When Ola Ogunlolu, 21, became obsessed with knitting three years ago, he didn’t expect to find similarly minded hobbyists at home in Lagos. “Nigeria tends to be quite hot most of the time, so who is going to be making a chunky blanket or sweater?” he asks, not unreasonably. But, inspired by a granny square his cousin had crocheted, Ogunlolu looked online for ideas. He followed YouTube tutorials and made vibrant beanies, scarves and a rainbow-patterned cardigan. “The process is so therapeutic. A lot of things I make don’t have utilitarian value, but the fact that I made them gives me joy,” he says.
“Craftivism” is an important aspect of the current movement, with makers stitching political and social messages into their work; when the Black Lives Matter protests gathered momentum last year, Ogunlolu, a psychology graduate, felt compelled to add his voice, with a pattern for a BLM square. “I had to say something. Some people said we should keep crafting separate, but I felt it wasn’t enough to retreat into this sunshine world and pretend the real world wasn’t happening.”
Men who knit in public can expect to attract attention, and Vincent Green-Hite actively invites it. He crochets small, stuffed yarn creatures, in the Japanese amigurumi tradition. He’s also a heavy metal fan, and dresses accordingly. So when he’s shooting photos for his Instagram account, @knot.bad, around his home city of Portland, dressed in leather, sporting a mohawk and holding a cute crocheted ice-cream cone, he appreciates that people might have questions. He’s just been a little surprised by what they ask.

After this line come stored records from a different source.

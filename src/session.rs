//! Game session: the live board plus its host collaborators.

use crate::config::SolverConfig;
use crate::games::tictactoe::{
    Board, CanonicalState, GameStatus, Move, MoveError, Player, Position, StateError,
};
use crate::host::{PlacementSink, PlayerKind, PlayerRegistry, Roster, TurnController};
use crate::search;
use tracing::{debug, info, instrument, warn};

/// A single game table.
///
/// `H` is the host that draws pieces and owns turn flow, `R` tells seats
/// apart. The board only changes through [`play`](Self::play),
/// [`update_ai`](Self::update_ai), snapshot loads and resets.
#[derive(Debug)]
pub struct GameSession<H, R = Roster> {
    board: Board,
    first_mover: Player,
    to_move: Player,
    history: Vec<Move>,
    registry: R,
    host: H,
}

impl<H> GameSession<H, Roster>
where
    H: PlacementSink + TurnController,
{
    /// Creates a session with seats and opener taken from configuration.
    #[instrument(skip_all)]
    pub fn from_config(config: &SolverConfig, host: H) -> Self {
        Self::new(*config.first_player(), config.roster(), host)
    }
}

impl<H, R> GameSession<H, R>
where
    H: PlacementSink + TurnController,
    R: PlayerRegistry,
{
    /// Creates a session with an empty board.
    #[instrument(skip(registry, host))]
    pub fn new(first_mover: Player, registry: R, host: H) -> Self {
        info!("Creating new game session");
        Self {
            board: Board::new(),
            first_mover,
            to_move: first_mover,
            history: Vec::new(),
            registry,
            host,
        }
    }

    /// Clears the board and hands the first turn to the opener.
    #[instrument(skip(self))]
    pub fn setup(&mut self) {
        self.stop();
        self.to_move = self.first_mover;
        info!(first_mover = %self.first_mover, "Board set up");
    }

    /// Starts a fresh game.
    #[instrument(skip(self))]
    pub fn restart(&mut self) {
        self.setup();
    }

    /// Removes every piece from the board.
    #[instrument(skip(self))]
    pub fn stop(&mut self) {
        self.board.reset();
        self.history.clear();
        self.host.board_cleared();
    }

    /// Returns the board.
    pub fn board(&self) -> &Board {
        &self.board
    }

    /// Returns the player whose turn it is.
    pub fn to_move(&self) -> Player {
        self.to_move
    }

    /// Returns the move history since the last reset or snapshot load.
    pub fn history(&self) -> &[Move] {
        &self.history
    }

    /// Returns the game status.
    pub fn status(&self) -> GameStatus {
        self.board.status()
    }

    /// Returns the player registry.
    pub fn registry(&self) -> &R {
        &self.registry
    }

    /// Returns the host.
    pub fn host(&self) -> &H {
        &self.host
    }

    /// Returns the host mutably.
    pub fn host_mut(&mut self) -> &mut H {
        &mut self.host
    }

    /// True when the acting player's seat is automated.
    pub fn is_ai_turn(&self) -> bool {
        *self.registry.seat(self.to_move).kind() == PlayerKind::Ai
    }

    /// Pieces never move once placed.
    pub fn can_move_piece(&self, _from: Position) -> bool {
        false
    }

    /// Places the acting player's piece at `position` and ends the turn.
    #[instrument(skip(self), fields(player = %self.to_move))]
    pub fn play(&mut self, position: Position) -> Result<GameStatus, MoveError> {
        if self.status().is_over() {
            debug!("Move rejected, game is over");
            return Err(MoveError::GameOver);
        }

        self.place(position)?;
        self.end_turn();
        Ok(self.status())
    }

    /// Lets the engine move for the acting player.
    ///
    /// Searches a snapshot of the board, applies the chosen cell through the
    /// normal placement path, then ends the turn. Returns `None` without
    /// touching anything when the game is over or no cell is empty.
    #[instrument(skip(self), fields(player = %self.to_move))]
    pub fn update_ai(&mut self) -> Option<Position> {
        if self.status().is_over() {
            debug!("No AI move, game is over");
            return None;
        }

        let outcome = search::best_move(&self.board.serialize(), self.to_move);
        let position = outcome.best()?;

        if let Err(e) = self.place(position) {
            warn!(error = %e, %position, "Search picked an unplayable cell");
            return None;
        }
        info!(%position, score = ?outcome.score(), nodes = outcome.stats().nodes, "AI moved");
        self.end_turn();
        Some(position)
    }

    /// Signals the host and passes the turn.
    #[instrument(skip(self), fields(player = %self.to_move))]
    pub fn end_turn(&mut self) {
        self.host.end_turn(self.to_move);
        self.to_move = self.to_move.opponent();
    }

    /// Snapshot of the board.
    pub fn state_string(&self) -> String {
        self.board.to_state_string()
    }

    /// Replaces the board with a snapshot.
    ///
    /// A malformed snapshot is rejected and nothing changes. Otherwise the
    /// host sees the board cleared and one placement per piece, and the
    /// turn goes to whoever has fewer pieces relative to the opener.
    #[instrument(skip(self))]
    pub fn set_state_string(&mut self, s: &str) -> Result<(), StateError> {
        let state = s.parse::<CanonicalState>().inspect_err(|e| {
            warn!(error = %e, "Rejected malformed board snapshot");
        })?;

        self.stop();
        self.board.load(&state);
        for position in Position::ALL {
            if let Some(player) = self.board.get(position).owner() {
                self.host.piece_placed(position, player);
            }
        }
        self.to_move = state.next_player(self.first_mover);
        debug!(to_move = %self.to_move, "Snapshot loaded");
        Ok(())
    }

    fn place(&mut self, position: Position) -> Result<(), MoveError> {
        self.board.place_at(position, self.to_move)?;
        self.history.push(Move::new(self.to_move, position));
        self.host.piece_placed(position, self.to_move);
        Ok(())
    }
}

“The only thing they ask about is my sexuality,” says the 26-year-old, whose followers also know him as Yarn Punk. “Which is such a weird thing to be asking in public. I’m straight, and I’d be proud to say I was straight or gay. I just don’t really know what it has to do with crocheting.”
Green-Hite started to crochet as a side hustle to his pizza delivery job. He has since managed to turn it into full-time work, selling designs online and doing commercial tie-ins. Like his fellow crafters, he says it has boosted his wellbeing and allowed him to explore his relationship to gender. “I was taught that, unless I’m getting callouses on my hands, it’s not a man’s craft,” he says. “Crocheting made me feel more in touch with my feminine side, even though I’m not sure it should be considered feminine.”
Increasingly, knitting is being used as a tool for men to have a dialogue about masculinity, such as the Brazil-based collective Thread of Conversation, which meets to knit and talk. Girak volunteers at a school, where he teaches knitting. “I want to help boys talk about their mental health through knitting. It’s helped me,” he explains. “Having my own little knitting community helps me deal with a lot of stuff. We knit, and then we start talking about life.”